Green bridges are an ecotechnological in-situ bio remediation system. Their different physical and biological filters work in combination to remove suspended and dissolved impurities of water. Green bridge filters help in reducing the suspended solids by filtration process, reducing Chemical Oxygen Demand (COD)/Biochemical Oxygen Demand (BOD) by aerobic degradation. Green Bridges also help in the restoration of ecological food chain.

== Development ==
Natural streams, rivers and lakes have their own in-built purification system which consists of natural slopes, stones for biological growth and complex food web help in the purification process. This food web is nothing but utilization of one's waste by another as its own food. Nature has her own living machinery of detritivorous microbes and other living species to consume wastes. These principles have been harnessed in the treatment of polluted streams.
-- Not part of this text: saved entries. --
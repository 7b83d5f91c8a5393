//! Daemon assembly: shared state, the dispatch task and the accept loop.

use std::future::Future;
use std::path::PathBuf;
use std::sync::Arc;

use chrono::Utc;
use tokio::net::TcpListener;
use tokio::sync::watch;
use tokio::task::JoinHandle;

use crate::config::DaemonConfig;
use crate::context::ContextAggregator;
use crate::error::Result;
use crate::server::dispatch::Dispatcher;
use crate::server::metrics::{format_uptime, Metrics};
use crate::server::queue::{event_queue, EventSender};
use crate::server::registry::{ProjectInfo, UnwatchOutcome, WatchOutcome, WatchRegistry};
use crate::socket_server::connection::handle_connection;
use crate::socket_server::fanout::SubscriberRegistry;
use crate::socket_server::protocol::{ContextReport, HealthReport, MetricsReport, ServerMessage};

/// State shared by every connection task
pub struct DaemonState {
    config: DaemonConfig,
    watches: Arc<WatchRegistry>,
    subscribers: Arc<SubscriberRegistry>,
    metrics: Arc<Metrics>,
    aggregator: Arc<dyn ContextAggregator>,
    /// Kept for reporting queue depth
    queue: EventSender,
}

impl DaemonState {
    pub fn watches(&self) -> &Arc<WatchRegistry> {
        &self.watches
    }

    pub fn subscribers(&self) -> &Arc<SubscriberRegistry> {
        &self.subscribers
    }

    pub fn metrics(&self) -> &Arc<Metrics> {
        &self.metrics
    }

    /// Start watching a project and announce it to every subscriber
    pub async fn watch_project(&self, path: PathBuf) -> Result<WatchOutcome> {
        let watches = Arc::clone(&self.watches);
        let outcome = tokio::task::spawn_blocking(move || watches.watch(&path)).await??;

        if let WatchOutcome::Watching { path, files } = &outcome {
            let announce = ServerMessage::ProjectAdded {
                path: path.clone(),
                files: *files,
                timestamp: Utc::now(),
            };
            if let Err(e) = self.subscribers.broadcast(&announce) {
                tracing::warn!("Failed to announce {}: {}", path.display(), e);
            }
        }
        Ok(outcome)
    }

    pub async fn unwatch_project(&self, path: PathBuf) -> Result<UnwatchOutcome> {
        let watches = Arc::clone(&self.watches);
        Ok(tokio::task::spawn_blocking(move || watches.unwatch(&path)).await?)
    }

    pub fn list_projects(&self) -> Vec<ProjectInfo> {
        self.watches.project_info()
    }

    pub fn metrics_report(&self) -> MetricsReport {
        let projects_list = self.watches.projects();
        MetricsReport {
            metrics: self.metrics.snapshot(),
            watched_projects: projects_list.len(),
            active_connections: self.subscribers.len(),
            projects_list,
            queue_depth: self.queue.depth(),
        }
    }

    pub fn health_report(&self) -> HealthReport {
        let metrics = self.metrics.snapshot();
        let uptime = metrics.uptime(Utc::now());
        HealthReport {
            status: "alive".to_string(),
            version: env!("CARGO_PKG_VERSION").to_string(),
            uptime_seconds: uptime.as_secs_f64(),
            uptime_human: format_uptime(uptime),
            watched_projects: self.watches.len(),
            active_connections: self.subscribers.len(),
            metrics,
        }
    }

    /// Ask the aggregator for a context payload.
    ///
    /// Aggregator failures are reported in the result, not raised.
    /// `contexts_served` only counts successes.
    pub async fn prepare_context(&self, prompt: String, platform: String) -> Result<ContextReport> {
        let aggregator = Arc::clone(&self.aggregator);
        let platform_for_task = platform.clone();
        let prepared = tokio::task::spawn_blocking(move || {
            aggregator.prepare_context(&prompt, &platform_for_task)
        })
        .await?;

        Ok(match prepared {
            Ok(context) => {
                self.metrics.record_context_served();
                ContextReport::Success {
                    length: context.len(),
                    context,
                    platform,
                    user_state: self.aggregator.user_state(),
                }
            }
            Err(e) => {
                tracing::warn!("Context preparation failed: {}", e);
                ContextReport::Error {
                    error: e.to_string(),
                }
            }
        })
    }

    /// Greeting sent as the first message on a new connection
    pub fn connected_message(&self) -> ServerMessage {
        ServerMessage::Connected {
            message: "Connected to ghostwatch daemon".to_string(),
            watched_projects: self.watches.projects(),
            metrics: self.metrics.snapshot(),
        }
    }
}

/// A running daemon: shared state plus the dispatch task
pub struct Daemon {
    state: Arc<DaemonState>,
    shutdown_tx: watch::Sender<bool>,
    dispatcher: Option<JoinHandle<()>>,
}

impl Daemon {
    /// Build the pipeline and spawn the dispatch loop.
    ///
    /// Must be called from within a tokio runtime.
    pub fn start(config: DaemonConfig, aggregator: Arc<dyn ContextAggregator>) -> Self {
        let (queue_tx, queue_rx) = event_queue();
        let metrics = Arc::new(Metrics::new());
        let subscribers = Arc::new(SubscriberRegistry::new(config.subscriber_buffer));
        let watches = Arc::new(WatchRegistry::new(queue_tx.clone(), Arc::clone(&metrics)));

        let dispatcher = Dispatcher::new(
            queue_rx,
            Arc::clone(&aggregator),
            Arc::clone(&subscribers),
            Arc::clone(&metrics),
            config.dispatch_config(),
        );
        let (shutdown_tx, shutdown_rx) = watch::channel(false);
        let handle = tokio::spawn(dispatcher.run(shutdown_rx));

        let state = Arc::new(DaemonState {
            config,
            watches,
            subscribers,
            metrics,
            aggregator,
            queue: queue_tx,
        });

        Self {
            state,
            shutdown_tx,
            dispatcher: Some(handle),
        }
    }

    pub fn state(&self) -> Arc<DaemonState> {
        Arc::clone(&self.state)
    }

    /// Watch each project, logging failures. Returns how many started.
    pub async fn auto_watch(&self, projects: &[PathBuf]) -> usize {
        let mut started = 0;
        for project in projects {
            match self.state.watch_project(project.clone()).await {
                Ok(WatchOutcome::Watching { .. }) => started += 1,
                Ok(WatchOutcome::AlreadyWatching { .. }) => {}
                Err(e) => tracing::warn!("Could not watch {}: {}", project.display(), e),
            }
        }
        started
    }

    /// Bind the configured address
    pub async fn bind(&self) -> Result<TcpListener> {
        let addr = self.state.config.addr()?;
        Ok(TcpListener::bind(addr).await?)
    }

    /// Stop every watch source, then the dispatcher, then drop all clients.
    ///
    /// Watch requests still arriving from open connections are refused with
    /// `ShuttingDown` once the sources are stopped.
    pub async fn shutdown(mut self) -> Result<()> {
        let stopped = self.state.watches.stop_all();
        tracing::info!("Stopped {} watch sources", stopped);

        // Receiver may already be gone if the queue closed
        let _ = self.shutdown_tx.send(true);
        if let Some(handle) = self.dispatcher.take() {
            handle.await?;
        }

        let closed = self.state.subscribers.close_all();
        tracing::info!("Closed {} client connections", closed);
        Ok(())
    }
}

/// Accept WebSocket clients until `shutdown` resolves
pub async fn serve<F>(state: Arc<DaemonState>, listener: TcpListener, shutdown: F) -> Result<()>
where
    F: Future<Output = ()>,
{
    let local = listener.local_addr()?;
    tracing::info!("ghostwatch daemon listening on ws://{}", local);

    tokio::pin!(shutdown);
    loop {
        tokio::select! {
            accepted = listener.accept() => match accepted {
                Ok((stream, addr)) => {
                    tracing::info!("Accepted connection from {}", addr);
                    let state = Arc::clone(&state);
                    tokio::spawn(async move {
                        handle_connection(stream, state).await;
                    });
                }
                Err(e) => {
                    tracing::error!("Failed to accept connection: {}", e);
                }
            },
            _ = &mut shutdown => {
                tracing::info!("Shutting down listener on {}", local);
                break;
            }
        }
    }
    Ok(())
}

impl std::fmt::Debug for DaemonState {
    fn fmt(&self, f: &mut std::fmt::Formatter<'_>) -> std::fmt::Result {
        f.debug_struct("DaemonState")
            .field("config", &self.config)
            .field("watches", &self.watches)
            .field("subscribers", &self.subscribers.len())
            .finish()
    }
}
Green bridges are developed using fibrous material with stones. All the floatable and suspended solids are trapped in this biological bridge and the turbidity of flowing water is reduced. Green plants on the bridges increase the DO level in water, which in turn facilitates the growth of aerobic organisms, which degrade organic pollutants. Sandeep Joshi, director, SERI (Shrishti Eco-Research Institute) has developed this technology and has received a patent for it.

== Benefits ==
- Capital expenditure is comparable with the annual operational cost of conventional bioremediation systems.
- Can be developed and operated in combination with conventional systems to improve the performance of the latter.
- Reduce the ecotoxicity of the man-made substances released into the water bodies and facilitate the eco-assimilation of those pollutants into the ecological cycles thus reducing the quantum of hazardous residues to zero which otherwise require costly secured landfill and incineration techniques.

===Expected results===
- Solids control: 40–80% reduction
- Pollution control: COD/BOD reduction – 40–90%
- Fecal coliforms control: 50–100% reduction
- Ecotoxicity: Nil
- Dissolved oxygen: Increased by 150% – 1200%
- Aquatic species:
  - Increase in plants/plankton – 200%
  - Increase in micro-invertebrates – 200%

Other than the changes in the water quality mentioned above a multifold change in population of avifauna, terrestrial plants along the riverbanks has been noticed. There is an overall odour and mosquito reduction and improvement of river aesthetics. Increase in health status of aquatic life in lentic-lotic system by reduction in ecotoxicity of pollutants.